We are also waiting on two biopsies James had on skin moles. If they are positive, he will have to go back for more MOHS surgery. ::sigh::

I've been trying to get back into decluttering mode, but these little things are still bothering me. It's hard to work when James is teleworking, not because he's in my way, but because I'd rather spend time with him, even if it's just going in and out of the room.

However, he was able to go in yesterday and today, and I've gone back to trying to get rid of, as Marie Kondo says, "things that do not spark joy." And, boy, oh, boy, there are more and more of them every day.

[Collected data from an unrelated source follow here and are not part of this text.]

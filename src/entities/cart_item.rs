use chrono::{DateTime, Utc};
use sea_orm::entity::prelude::*;
use serde::{Deserialize, Serialize};
use uuid::Uuid;

/// Server-side cart line for a user. Cleared after a successful order.
#[derive(Clone, Debug, PartialEq, Eq, DeriveEntityModel, Serialize, Deserialize)]
#[sea_orm(table_name = "cart_items")]
pub struct Model {
    #[sea_orm(primary_key, auto_increment = false)]
    pub id: Uuid,
    pub user_id: Uuid,
    pub product_id: Uuid,
    pub quantity: i32,
    pub created_at: DateTime<Utc>,
    pub updated_at: DateTime<Utc>,
}

#[derive(Copy, Clone, Debug, EnumIter, DeriveRelation)]
pub enum Relation {}

impl ActiveModelBehavior for ActiveModel {}
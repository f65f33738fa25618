//! Repository seams for the checkout flow. One trait per entity so the
//! reconciliation logic stays independent of the storage backend.

use async_trait::async_trait;
#[cfg(test)]
use mockall::automock;
use rust_decimal::Decimal;
use uuid::Uuid;

use crate::entities::{coupon, order, product};
use crate::errors::ServiceError;

pub mod cart_repository;
pub mod catalog_repository;
pub mod coupon_repository;
pub mod order_repository;

pub use cart_repository::SqlCartRepository;
pub use catalog_repository::SqlCatalogRepository;
pub use coupon_repository::SqlCouponRepository;
pub use order_repository::SqlOrderRepository;

/// Read access to the product catalog. Identifiers that do not resolve are
/// simply absent from the result.
#[cfg_attr(test, automock)]
#[async_trait]
pub trait CatalogRepository: Send + Sync {
    async fn get_products(&self, ids: &[Uuid]) -> Result<Vec<product::Model>, ServiceError>;
}

/// Outcome of a conditional coupon consumption.
#[derive(Debug, Clone, Copy, PartialEq, Eq)]
pub enum CouponConsumption {
    Consumed,
    AlreadyUsed,
}

#[cfg_attr(test, automock)]
#[async_trait]
pub trait CouponRepository: Send + Sync {
    /// Looks up a user's coupon by code regardless of its active flag, so
    /// the validator can distinguish "never existed" from "already used".
    async fn find_by_code(
        &self,
        user_id: Uuid,
        code: &str,
    ) -> Result<Option<coupon::Model>, ServiceError>;

    /// Flips the active flag off, conditional on it still being set.
    /// Must be atomic: two concurrent confirmations may both observe an
    /// active coupon, but only one may consume it.
    async fn consume(&self, coupon_id: Uuid) -> Result<CouponConsumption, ServiceError>;
}

/// A frozen order line as captured at checkout time.
#[derive(Debug, Clone, PartialEq, Eq)]
pub struct NewOrderLine {
    pub product_id: Uuid,
    pub name: String,
    pub price_at_purchase: Decimal,
    pub quantity: i32,
}

/// Order payload assembled by the checkout orchestrator.
#[derive(Debug, Clone, PartialEq, Eq)]
pub struct NewOrder {
    pub user_id: Uuid,
    pub total_amount: Decimal,
    pub currency: String,
    pub provider_reference: String,
    pub lines: Vec<NewOrderLine>,
}

/// Outcome of an idempotent order insert keyed by provider reference.
#[derive(Debug, Clone, PartialEq)]
pub enum OrderInsert {
    Created(order::Model),
    AlreadyExists(order::Model),
}

#[cfg_attr(test, automock)]
#[async_trait]
pub trait OrderRepository: Send + Sync {
    /// Inserts the order unless one already exists for the same provider
    /// reference. The uniqueness constraint on the reference is what makes
    /// duplicate confirmation callbacks safe.
    async fn create_if_absent(&self, order: NewOrder) -> Result<OrderInsert, ServiceError>;

    async fn find_by_provider_reference(
        &self,
        reference: &str,
    ) -> Result<Option<order::Model>, ServiceError>;
}

#[cfg_attr(test, automock)]
#[async_trait]
pub trait CartRepository: Send + Sync {
    /// Removes every cart line for the user, returning how many were removed.
    async fn clear_cart(&self, user_id: Uuid) -> Result<u64, ServiceError>;
}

One thing that hasn't been sparking joy has been my craft room. I did a cleaning job on it last year, including sorting all the Christmas cards I've bought on discount, then Christmas came and all sorts of things that are in the way of decorating ended up in my craft room (except for the hassock of the rocking chair, which got stowed in the spare room for the duration). It doesn't help that miscellaneous items have wandered in to live as well: videotapes I was sent, my videotape masters for Remember WENN, miscellaneous magazines, CD and DVD cases, and that loveseat sleeper that has become a thorn in my side because no charity seems to want it. Not to mention the ironing board, the iron, and things to keep clothing in repair (which to me is certainly not a craft, but mending is immensely necessary). Plus I used to love to use my stereo system to play records and cassettes while I was in there, and out of nowhere the dual cassette players just died. I have only one cassette player left: my 1974 graduation gift! And I need to keep it safe or I'll have to buy a cassette player from the Vermont Country Store, because the stuff I have on cassette is irreplaceable.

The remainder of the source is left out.